(Dataset)
________________________________________
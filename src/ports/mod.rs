// This module defines traits (ports) that the extension expects the
// embedding host to implement. The host hands them over at registration.

pub mod context;
pub mod editor;
pub mod remote;
pub mod settings;
pub mod theme;

pub use context::{HostContext, HostEnvironment};
pub use editor::{EditorAction, EditorError, EditorHandle, EditorService, KeyChord, KeyCode, KeyModifiers};
pub use remote::{FsRemoteBridge, RemoteAccessError, RemoteFileBridge};
pub use settings::{
    FieldControl, SchemaEntry, SettingField, SettingGroup, SettingKey, SettingValidator,
    SettingsChangedEvent, SettingsError, SettingsService, SettingsSnapshot, ValidationIssue,
};
pub use theme::{StyleHandle, StyleId, ThemeError, ThemeService};
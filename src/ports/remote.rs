//! Remote file bridge port.
//!
//! Sandboxed hosts cannot hand the rendering layer a local file path; the
//! privileged side of the host has to read the bytes and pass them over.
//! This port abstracts that privileged read.

use async_trait::async_trait;
use thiserror::Error;
use tracing::debug;

/// Remote file bridge error type.
#[derive(Debug, Error)]
pub enum RemoteAccessError {
    /// No file exists at the path on the privileged side.
    #[error("File not found on the privileged side: {0}")]
    NotFound(String),

    /// The privileged read failed.
    #[error("Failed to read '{path}' on the privileged side: {message}")]
    Read {
        /// The path passed to the bridge.
        path: String,
        /// The failure reported by the privileged side.
        message: String,
    },

    /// Other error.
    #[error("Remote access error: {0}")]
    Other(String),
}

/// Trait for the privileged file access a host may offer.
#[async_trait]
pub trait RemoteFileBridge: Send + Sync {
    /// Reads the file at `path` in the privileged host context.
    ///
    /// # Arguments
    ///
    /// * `path` - A path valid on the privileged side, not the sandbox
    ///
    /// # Returns
    ///
    /// The raw file bytes, or an error if the privileged side could not
    /// read them.
    async fn read_file(&self, path: &str) -> Result<Vec<u8>, RemoteAccessError>;
}

/// Bridge backed by the local filesystem, for hosts whose privileged side
/// runs in the same process.
#[derive(Debug, Default)]
pub struct FsRemoteBridge;

impl FsRemoteBridge {
    /// Creates a new filesystem-backed bridge.
    pub fn new() -> Self {
        FsRemoteBridge
    }
}

#[async_trait]
impl RemoteFileBridge for FsRemoteBridge {
    async fn read_file(&self, path: &str) -> Result<Vec<u8>, RemoteAccessError> {
        debug!("Bridge reading '{}'", path);
        match std::fs::read(path) {
            Ok(bytes) => Ok(bytes),
            Err(e) if e.kind() == std::io::ErrorKind::NotFound => {
                Err(RemoteAccessError::NotFound(path.to_string()))
            }
            Err(e) => Err(RemoteAccessError::Read {
                path: path.to_string(),
                message: e.to_string(),
            }),
        }
    }
}
//! Background image extension for note-taking editor hosts.
//!
//! Paints a user-configured image behind the host's main view: two settings
//! (image path or URL, opacity) feed a CSS rule written into a host-owned
//! style element, a Shift+Alt+B chord toggles the backdrop, and settings
//! commits re-render it. The host is abstracted behind capability ports so
//! the extension runs against any editor that implements them; an
//! in-memory host ships for tests and embedding.

// Export extension modules
pub mod background;
pub mod error;
pub mod extension;
pub mod host;
pub mod ports;

// Re-export common types and interfaces
pub use error::{ExtensionError, ExtensionResult};
pub use extension::{BackgroundExtension, TOGGLE_CHORD};
pub use background::{
    BackgroundError, BackgroundSettings, BackgroundStyler, ResolvedUrl, ACTION_TOGGLE,
    DEFAULT_OPACITY, EXTENSION_NAME, SETTING_IMAGE_PATH, SETTING_OPACITY,
};
pub use ports::{
    EditorAction, EditorError, EditorHandle, EditorService, FieldControl, FsRemoteBridge,
    HostContext, HostEnvironment, KeyChord, KeyCode, KeyModifiers, RemoteAccessError, RemoteFileBridge,
    SchemaEntry, SettingField, SettingGroup, SettingKey, SettingsChangedEvent, SettingsError,
    SettingsService, SettingsSnapshot, StyleHandle, StyleId, ThemeError, ThemeService,
    ValidationIssue,
};
pub use host::{InMemoryHost, InMemoryStyle};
________________________________________
(Exercise description) Set down each line of the material above without a single alteration.

(Reply)
filename src/ports/mod.rs
// This module defines traits (ports) that the extension expects the
// embedding host to implement. The host hands them over at registration.

pub mod context;
pub mod editor;
pub mod remote;
pub mod settings;
pub mod theme;

pub use context::{HostContext, HostEnvironment};
pub use editor::{EditorAction, EditorError, EditorHandle, EditorService, KeyChord, KeyCode, KeyModifiers};
pub use remote::{FsRemoteBridge, RemoteAccessError, RemoteFileBridge};
pub use settings::{
    FieldControl, SchemaEntry, SettingField, SettingGroup, SettingKey, SettingValidator,
    SettingsChangedEvent, SettingsError, SettingsService, SettingsSnapshot, ValidationIssue,
};
pub use theme::{StyleHandle, StyleId, ThemeError, ThemeService};
filename src/ports/remote.rs
//! Remote file bridge port.
//!
//! Sandboxed hosts cannot hand the rendering layer a local file path; the
//! privileged side of the host has to read the bytes and pass them over.
//! This port abstracts that privileged read.

use async_trait::async_trait;
use thiserror::Error;
use tracing::debug;

/// Remote file bridge error type.
#[derive(Debug, Error)]
pub enum RemoteAccessError {
    /// No file exists at the path on the privileged side.
    #[error("File not found on the privileged side: {0}")]
    NotFound(String),

    /// The privileged read failed.
    #[error("Failed to read '{path}' on the privileged side: {message}")]
    Read {
        /// The path passed to the bridge.
        path: String,
        /// The failure reported by the privileged side.
        message: String,
    },

    /// Other error.
    #[error("Remote access error: {0}")]
    Other(String),
}

/// Trait for the privileged file access a host may offer.
#[async_trait]
pub trait RemoteFileBridge: Send + Sync {
    /// Reads the file at `path` in the privileged host context.
    ///
    /// # Arguments
    ///
    /// * `path` - A path valid on the privileged side, not the sandbox
    ///
    /// # Returns
    ///
    /// The raw file bytes, or an error if the privileged side could not
    /// read them.
    async fn read_file(&self, path: &str) -> Result<Vec<u8>, RemoteAccessError>;
}

/// Bridge backed by the local filesystem, for hosts whose privileged side
/// runs in the same process.
#[derive(Debug, Default)]
pub struct FsRemoteBridge;

impl FsRemoteBridge {
    /// Creates a new filesystem-backed bridge.
    pub fn new() -> Self {
        FsRemoteBridge
    }
}

#[async_trait]
impl RemoteFileBridge for FsRemoteBridge {
    async fn read_file(&self, path: &str) -> Result<Vec<u8>, RemoteAccessError> {
        debug!("Bridge reading '{}'", path);
        match std::fs::read(path) {
            Ok(bytes) => Ok(bytes),
            Err(e) if e.kind() == std::io::ErrorKind::NotFound => {
                Err(RemoteAccessError::NotFound(path.to_string()))
            }
            Err(e) => Err(RemoteAccessError::Read {
                path: path.to_string(),
                message: e.to_string(),
            }),
        }
    }
}
//! Background image extension for note-taking editor hosts.
//!
//! Paints a user-configured image behind the host's main view: two settings
//! (image path or URL, opacity) feed a CSS rule written into a host-owned
//! style element, a Shift+Alt+B chord toggles the backdrop, and settings
//! commits re-render it. The host is abstracted behind capability ports so
//! the extension runs against any editor that implements them; an
//! in-memory host ships for tests and embedding.

// Export extension modules
pub mod background;
pub mod error;
pub mod extension;
pub mod host;
pub mod ports;

// Re-export common types and interfaces
pub use error::{ExtensionError, ExtensionResult};
pub use extension::{BackgroundExtension, TOGGLE_CHORD};
pub use background::{
    BackgroundError, BackgroundSettings, BackgroundStyler, ResolvedUrl, ACTION_TOGGLE,
    DEFAULT_OPACITY, EXTENSION_NAME, SETTING_IMAGE_PATH, SETTING_OPACITY,
};
pub use ports::{
    EditorAction, EditorError, EditorHandle, EditorService, FieldControl, FsRemoteBridge,
    HostContext, HostEnvironment, KeyChord, KeyCode, KeyModifiers, RemoteAccessError, RemoteFileBridge,
    SchemaEntry, SettingField, SettingGroup, SettingKey, SettingsChangedEvent, SettingsError,
    SettingsService, SettingsSnapshot, StyleHandle, StyleId, ThemeError, ThemeService,
    ValidationIssue,
};
pub use host::{InMemoryHost, InMemoryStyle};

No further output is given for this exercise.